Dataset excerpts
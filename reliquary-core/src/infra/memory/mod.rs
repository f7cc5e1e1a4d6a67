//! In-memory adapters for every port.
//!
//! They back the test suites and make the core runnable without external
//! services.

mod blobs;
mod derivatives;
mod identifiers;
mod imports;
mod jobs;
mod repository;
mod staging;

use std::sync::Arc;

pub use blobs::InMemoryBlobStore;
pub use derivatives::SyntheticDerivativeGenerator;
pub use identifiers::InMemoryIdentifierAuthority;
pub use imports::InMemoryImportLedger;
pub use jobs::InMemoryJobQueue;
pub use repository::InMemoryRepositoryStore;
pub use staging::InMemoryStagingArea;

use crate::collaborators::Collaborators;
use crate::infra::{BasicCharacterizer, SignatureScanner};

/// A full set of in-memory collaborators, keeping the concrete handles so
/// callers can inspect and steer them.
#[derive(Debug, Clone)]
pub struct InMemoryStack {
    pub repository: Arc<InMemoryRepositoryStore>,
    pub blobs: Arc<InMemoryBlobStore>,
    pub backups: Arc<InMemoryBlobStore>,
    pub identifiers: Arc<InMemoryIdentifierAuthority>,
    pub derivatives: Arc<SyntheticDerivativeGenerator>,
    pub scanner: Arc<SignatureScanner>,
    pub jobs: Arc<InMemoryJobQueue>,
    pub staging: Arc<InMemoryStagingArea>,
    pub imports: Arc<InMemoryImportLedger>,
}

impl Default for InMemoryStack {
    fn default() -> Self {
        Self {
            repository: Arc::new(InMemoryRepositoryStore::new()),
            blobs: Arc::new(InMemoryBlobStore::new("preservation")),
            backups: Arc::new(InMemoryBlobStore::new("backup")),
            identifiers: Arc::new(InMemoryIdentifierAuthority::default()),
            derivatives: Arc::new(SyntheticDerivativeGenerator::default()),
            scanner: Arc::new(SignatureScanner::default()),
            jobs: Arc::new(InMemoryJobQueue::new()),
            staging: Arc::new(InMemoryStagingArea::new()),
            imports: Arc::new(InMemoryImportLedger::new()),
        }
    }
}

impl InMemoryStack {
    pub fn new() -> Self {
        Self::default()
    }

    pub fn with_derivatives(mut self, generator: SyntheticDerivativeGenerator) -> Self {
        self.derivatives = Arc::new(generator);
        self
    }

    pub fn collaborators(&self) -> Collaborators {
        Collaborators {
            repository: self.repository.clone(),
            blobs: self.blobs.clone(),
            backups: self.backups.clone(),
            identifiers: self.identifiers.clone(),
            derivatives: self.derivatives.clone(),
            characterizer: Arc::new(BasicCharacterizer),
            scanner: self.scanner.clone(),
            jobs: self.jobs.clone(),
            staging: self.staging.clone(),
            imports: self.imports.clone(),
        }
    }
}
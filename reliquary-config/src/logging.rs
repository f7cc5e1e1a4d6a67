use anyhow::Context;
use tracing_subscriber::{EnvFilter, layer::SubscriberExt, util::SubscriberInitExt};

use crate::models::LoggingConfig;

/// Install the global subscriber. `RUST_LOG` wins over the configured
/// default filter.
pub fn init_tracing(config: &LoggingConfig) -> anyhow::Result<()> {
    let filter = match EnvFilter::try_from_default_env() {
        Ok(filter) => filter,
        Err(_) => EnvFilter::try_new(&config.default_filter)
            .with_context(|| format!("invalid log filter {:?}", config.default_filter))?,
    };

    tracing_subscriber::registry()
        .with(filter)
        .with(tracing_subscriber::fmt::layer())
        .try_init()
        .context("failed to install tracing subscriber")
}
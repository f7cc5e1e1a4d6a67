//! Interfaces to everything outside the core.
//!
//! Each port is an `async_trait` consumed as `Arc<dyn Port>`. Adapters live
//! under [`crate::infra`].

pub mod blobs;
pub mod characterization;
pub mod derivatives;
pub mod identifiers;
pub mod imports;
pub mod jobs;
pub mod repository;
pub mod staging;
pub mod virus;

pub use blobs::{BlobStore, StoredBlob, sha256_hex};
pub use characterization::Characterizer;
pub use derivatives::DerivativeGenerator;
pub use identifiers::{IdentifierAuthority, IdentifierMetadata};
pub use imports::ImportLedger;
pub use jobs::JobQueue;
pub use repository::RepositoryStore;
pub use staging::StagingArea;
pub use virus::{ScanVerdict, VirusScanner};
use std::fmt;

use chrono::{DateTime, Utc};
use reliquary_model::{ImportId, ResourceId};
use serde::{Deserialize, Serialize};
use uuid::Uuid;

/// Unique identifier for background jobs.
#[derive(Clone, Copy, Debug, Eq, PartialEq, Hash, Serialize, Deserialize)]
pub struct JobId(pub Uuid);

impl Default for JobId {
    fn default() -> Self {
        Self::new()
    }
}

impl JobId {
    pub fn new() -> Self {
        Self(Uuid::now_v7())
    }
}

impl fmt::Display for JobId {
    fn fmt(&self, f: &mut fmt::Formatter<'_>) -> fmt::Result {
        write!(f, "{}", self.0)
    }
}

/// Queue-visible job states.
#[derive(Clone, Copy, Debug, Eq, PartialEq, Serialize, Deserialize)]
pub enum JobState {
    Ready,
    Deferred,
    Completed,
    DeadLetter,
}

#[derive(Clone, Copy, Debug, Eq, PartialEq, Hash, Serialize, Deserialize)]
pub enum JobKind {
    GenerateDerivatives,
    PreservationBackup,
    DeleteAsset,
    GenerateItemDerivatives,
    ProcessBulkImport,
}

impl fmt::Display for JobKind {
    fn fmt(&self, f: &mut fmt::Formatter<'_>) -> fmt::Result {
        match self {
            JobKind::GenerateDerivatives => write!(f, "generate_derivatives"),
            JobKind::PreservationBackup => write!(f, "preservation_backup"),
            JobKind::DeleteAsset => write!(f, "delete_asset"),
            JobKind::GenerateItemDerivatives => write!(f, "generate_item_derivatives"),
            JobKind::ProcessBulkImport => write!(f, "process_bulk_import"),
        }
    }
}

/// Work requested by a transaction side effect or the import service.
///
/// Delivery is at-least-once, so every handler re-reads current state
/// instead of trusting the payload to still describe it.
#[derive(Clone, Debug, PartialEq, Eq, Serialize, Deserialize)]
#[serde(tag = "kind", content = "payload", rename_all = "snake_case")]
pub enum JobPayload {
    GenerateDerivatives {
        asset_id: ResourceId,
    },
    PreservationBackup {
        asset_id: ResourceId,
    },
    DeleteAsset {
        asset_id: ResourceId,
        deleted_by: Option<String>,
    },
    GenerateItemDerivatives {
        item_id: ResourceId,
    },
    ProcessBulkImport {
        import_id: ImportId,
    },
}

impl JobPayload {
    pub fn kind(&self) -> JobKind {
        match self {
            JobPayload::GenerateDerivatives { .. } => JobKind::GenerateDerivatives,
            JobPayload::PreservationBackup { .. } => JobKind::PreservationBackup,
            JobPayload::DeleteAsset { .. } => JobKind::DeleteAsset,
            JobPayload::GenerateItemDerivatives { .. } => JobKind::GenerateItemDerivatives,
            JobPayload::ProcessBulkImport { .. } => JobKind::ProcessBulkImport,
        }
    }

    /// Two pending payloads with the same key describe the same work.
    pub fn dedupe_key(&self) -> String {
        match self {
            JobPayload::GenerateDerivatives { asset_id }
            | JobPayload::PreservationBackup { asset_id }
            | JobPayload::DeleteAsset { asset_id, .. } => {
                format!("{}:{asset_id}", self.kind())
            }
            JobPayload::GenerateItemDerivatives { item_id } => {
                format!("{}:{item_id}", self.kind())
            }
            JobPayload::ProcessBulkImport { import_id } => {
                format!("{}:{import_id}", self.kind())
            }
        }
    }
}

#[derive(Clone, Debug, Serialize, Deserialize)]
pub struct JobRecord {
    pub id: JobId,
    pub payload: JobPayload,
    pub state: JobState,
    pub attempts: u16,
    pub available_at: DateTime<Utc>,
    pub last_error: Option<String>,
    pub dedupe_key: String,
    pub created_at: DateTime<Utc>,
    pub updated_at: DateTime<Utc>,
}

impl JobRecord {
    pub fn new(payload: JobPayload) -> Self {
        let now = Utc::now();
        let dedupe_key = payload.dedupe_key();
        Self {
            id: JobId::new(),
            payload,
            state: JobState::Ready,
            attempts: 0,
            available_at: now,
            last_error: None,
            dedupe_key,
            created_at: now,
            updated_at: now,
        }
    }

    pub fn is_pending(&self) -> bool {
        matches!(self.state, JobState::Ready | JobState::Deferred)
    }
}

/// Result of an enqueue call.
#[derive(Clone, Debug, PartialEq, Eq)]
pub struct JobHandle {
    pub job_id: JobId,
    pub dedupe_key: String,
    pub accepted: bool,
    pub merged_into: Option<JobId>,
}

impl JobHandle {
    pub fn accepted(job_id: JobId, payload: &JobPayload) -> Self {
        Self {
            job_id,
            dedupe_key: payload.dedupe_key(),
            accepted: true,
            merged_into: None,
        }
    }

    pub fn merged(existing: JobId, payload: &JobPayload) -> Self {
        Self {
            job_id: existing,
            dedupe_key: payload.dedupe_key(),
            accepted: false,
            merged_into: Some(existing),
        }
    }
}

#[cfg(test)]
mod tests {
    use super::*;

    #[test]
    fn dedupe_key_ignores_actor_on_delete() {
        let asset_id = ResourceId::new();
        let a = JobPayload::DeleteAsset {
            asset_id,
            deleted_by: Some("a@example.edu".into()),
        };
        let b = JobPayload::DeleteAsset {
            asset_id,
            deleted_by: None,
        };
        assert_eq!(a.dedupe_key(), b.dedupe_key());
        assert_ne!(
            a.dedupe_key(),
            JobPayload::PreservationBackup { asset_id }.dedupe_key()
        );
    }

    #[test]
    fn payload_serializes_with_kind_tag() {
        let asset_id = ResourceId::new();
        let value = serde_json::to_value(JobPayload::GenerateDerivatives { asset_id }).unwrap();
        assert_eq!(value["kind"], "generate_derivatives");
        assert_eq!(value["payload"]["asset_id"], asset_id.to_string());
    }
}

| What to work on |
Scan the entries above for the word "write". Report the lines that hold it.

| Result |
        write!(f, "{}", self.0)
            JobKind::GenerateDerivatives => write!(f, "generate_derivatives"),
            JobKind::PreservationBackup => write!(f, "preservation_backup"),
            JobKind::DeleteAsset => write!(f, "delete_asset"),
            JobKind::GenerateItemDerivatives => write!(f, "generate_item_derivatives"),
            JobKind::ProcessBulkImport => write!(f, "process_bulk_import"),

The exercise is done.